Christchurch: I spent the night in Jail here, well a hostel called The Jailhouse which was once a prison. We slept in cells and for authenticity they made sure the cells were as claustrophobic and the beds as uncomfortable as intended for their original inhabitants. It was no Mal Maison Oxford! Christchurch is the closest I’ve got to Reading on my travels and it depressed the hell out of me. Christchurch has a pretty good excuse for having an air of misery about it though as they lost 185 people in the 2011 earthquake and much of the city is yet to be rebuilt. There’s a crumbled cathedral and many buildings are just shells. It’s not somewhere I could ever consider living as even inanimate objects release a sense of sadness and mourning. Out of the devastation though pop-up shops and businesses have sprouted… perhaps temporary perhaps for keeps, who knows. There’s also some pretty cool street art and graffiti artists appear to have carte blanche on this city’s remaining walls. An art installation on the side of a main road nearly had me in tears, with 185 chairs all painted white in remembrance of the earthquake victims. You’re invited to pick a chair to sit on, one that speaks to you personally. The empty chair is such a poignant symbol of loss.
Kaikoura: This place is all about dolphins and seals, if you love them then you’re onto a winner. If you don’t then keep on moving. A quiet town with not a lot going on but the giant seal slugs with whiskers, that are apparently vicious and are in charge round here.
Raglan: I’ve spent my last 5 days here, regrouping my thoughts and getting over the epic bus journeys.
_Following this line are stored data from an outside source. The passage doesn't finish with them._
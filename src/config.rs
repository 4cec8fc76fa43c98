//! Configuration Module
//!
//! Handles loading cache configuration from environment variables.

use std::env;
use std::path::PathBuf;
use std::time::Duration;

use directories::ProjectDirs;

use crate::error::{CacheError, Result};

/// Cache configuration parameters.
///
/// All values can be configured via environment variables with sensible defaults.
#[derive(Debug, Clone)]
pub struct Config {
    /// Directory holding persisted HTTP responses
    pub cache_dir: PathBuf,
    /// Maximum number of entries in the persistent response store
    pub max_response_entries: usize,
    /// Maximum number of entries in the in-memory object cache
    pub max_object_entries: usize,
    /// Object cache TTL in seconds, 0 = entries never expire
    pub object_ttl: u64,
    /// Background reconcile interval in seconds
    pub reconcile_interval: u64,
    /// Stale-while-revalidate grace period in seconds, 0 = disabled
    pub max_stale: u64,
}

impl Config {
    /// Creates a new Config by loading values from environment variables.
    ///
    /// # Environment Variables
    /// - `CATALOG_CACHE_DIR` - Response store directory (default: platform cache dir)
    /// - `MAX_RESPONSE_ENTRIES` - Persistent store capacity (default: 2000)
    /// - `MAX_OBJECT_ENTRIES` - Object cache capacity (default: 1000)
    /// - `OBJECT_TTL` - Object cache TTL in seconds (default: 3600)
    /// - `RECONCILE_INTERVAL` - Reconcile frequency in seconds (default: 300)
    /// - `MAX_STALE` - Stale-while-revalidate grace in seconds (default: 43200)
    pub fn from_env() -> Self {
        let defaults = Self::default();
        Self {
            cache_dir: env::var_os("CATALOG_CACHE_DIR")
                .map(PathBuf::from)
                .unwrap_or(defaults.cache_dir),
            max_response_entries: parse_var("MAX_RESPONSE_ENTRIES")
                .unwrap_or(defaults.max_response_entries),
            max_object_entries: parse_var("MAX_OBJECT_ENTRIES")
                .unwrap_or(defaults.max_object_entries),
            object_ttl: parse_var("OBJECT_TTL").unwrap_or(defaults.object_ttl),
            reconcile_interval: parse_var("RECONCILE_INTERVAL")
                .unwrap_or(defaults.reconcile_interval),
            max_stale: parse_var("MAX_STALE").unwrap_or(defaults.max_stale),
        }
    }

    /// Rejects capacities that would make either cache unusable.
    pub fn validate(&self) -> Result<()> {
        if self.max_response_entries == 0 {
            return Err(CacheError::InvalidConfig(
                "max_response_entries must be at least 1".to_string(),
            ));
        }
        if self.max_object_entries == 0 {
            return Err(CacheError::InvalidConfig(
                "max_object_entries must be at least 1".to_string(),
            ));
        }
        if self.reconcile_interval == 0 {
            return Err(CacheError::InvalidConfig(
                "reconcile_interval must be at least 1 second".to_string(),
            ));
        }
        Ok(())
    }

    /// Object TTL as a duration, `None` when expiry is disabled.
    pub fn object_ttl(&self) -> Option<Duration> {
        (self.object_ttl > 0).then(|| Duration::from_secs(self.object_ttl))
    }

    /// Grace period as a duration, `None` when decoration is disabled.
    pub fn max_stale(&self) -> Option<Duration> {
        (self.max_stale > 0).then(|| Duration::from_secs(self.max_stale))
    }
}

impl Default for Config {
    fn default() -> Self {
        Self {
            cache_dir: default_cache_dir(),
            max_response_entries: 2000,
            max_object_entries: 1000,
            object_ttl: 3600,
            reconcile_interval: 300,
            max_stale: 12 * 60 * 60,
        }
    }
}

fn parse_var<T: std::str::FromStr>(name: &str) -> Option<T> {
    env::var(name).ok().and_then(|v| v.trim().parse().ok())
}

fn default_cache_dir() -> PathBuf {
    ProjectDirs::from("", "", "catalog-cache")
        .map(|dirs| dirs.cache_dir().join("http"))
        .unwrap_or_else(|| env::temp_dir().join("catalog-cache").join("http"))
}
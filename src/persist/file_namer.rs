//! File Namer
//!
//! Maps a request identity onto a stable, filesystem-safe file name:
//! a readable prefix taken from the identity followed by the SHA-256 of
//! the full identity.

use std::path::{Path, PathBuf};

use sha2::{Digest, Sha256};

/// Extension of every persisted entry.
pub const DATA_FILE_EXTENSION: &str = ".data";

/// Number of identity characters scanned for the readable prefix.
pub const PREFIX_LIMIT: usize = 80;

/// Maximum size of the readable prefix in bytes. Keeps the whole file name
/// well under the common 255-byte limit for non-ASCII identities.
pub const PREFIX_MAX_BYTES: usize = 80;

/// Name prefix of the temp files entries are written through.
pub const TEMP_FILE_PREFIX: &str = ".partial-";

#[derive(Debug, Clone)]
pub struct FileNamer {
    cache_dir: PathBuf,
}

impl FileNamer {
    pub fn new(cache_dir: impl Into<PathBuf>) -> Self {
        Self {
            cache_dir: cache_dir.into(),
        }
    }

    pub fn cache_dir(&self) -> &Path {
        &self.cache_dir
    }

    pub fn path_for(&self, request_id: &str) -> PathBuf {
        self.cache_dir.join(file_name_for(request_id))
    }
}

/// Builds `<prefix>.<sha256 hex>.data` for `request_id`.
///
/// The prefix keeps alphanumerics, `.` and `_` from the first
/// [`PREFIX_LIMIT`] characters, replaces every run of other characters with
/// a single `-`, and stops at the first `?` or `#`, or before it would grow
/// past [`PREFIX_MAX_BYTES`]. The digest always covers the whole identity,
/// query and fragment included.
pub fn file_name_for(request_id: &str) -> String {
    let mut name = String::with_capacity(PREFIX_MAX_BYTES + 70);
    let mut last_was_dash = false;
    for ch in request_id.chars().take(PREFIX_LIMIT) {
        let out = if ch.is_alphanumeric() || ch == '.' || ch == '_' {
            ch
        } else if ch == '?' || ch == '#' {
            break;
        } else if last_was_dash {
            continue;
        } else {
            '-'
        };
        if name.len() + out.len_utf8() > PREFIX_MAX_BYTES {
            break;
        }
        last_was_dash = out == '-';
        name.push(out);
    }
    name.push('.');
    name.push_str(&hex::encode(Sha256::digest(request_id.as_bytes())));
    name.push_str(DATA_FILE_EXTENSION);
    name
}

/// Whether `path` looks like a persisted entry: a regular file whose name
/// does not start with `.` and ends in [`DATA_FILE_EXTENSION`].
pub fn is_data_file(path: &Path) -> bool {
    let Some(name) = path.file_name().and_then(|n| n.to_str()) else {
        return false;
    };
    !name.starts_with('.') && name.ends_with(DATA_FILE_EXTENSION) && path.is_file()
}

/// Whether `path` is a temp file left behind by an entry write.
pub fn is_temp_file(path: &Path) -> bool {
    path.file_name()
        .and_then(|n| n.to_str())
        .is_some_and(|name| name.starts_with(TEMP_FILE_PREFIX))
        && path.is_file()
}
People seem to love it and I’m not entirely sure why. It’s full of travellers that have stayed too long (a little like Byron Bay) and have forgotten how to smile. The locals are outraged about plans to add art installations onto the grass patches in the middle of the highstreet ‘where’s the bloody money coming from’, ‘what’s the point’. However, the surf is amazing! If you love to surf then it’s worth a trip as the sea is uncrowded and the waves consistently good.
That’s me done, I fly this evening and I’m off to chase the sun. New Zealand’s cool climate has stolen my bronzed glow and given my winter coat more use than was ever intended.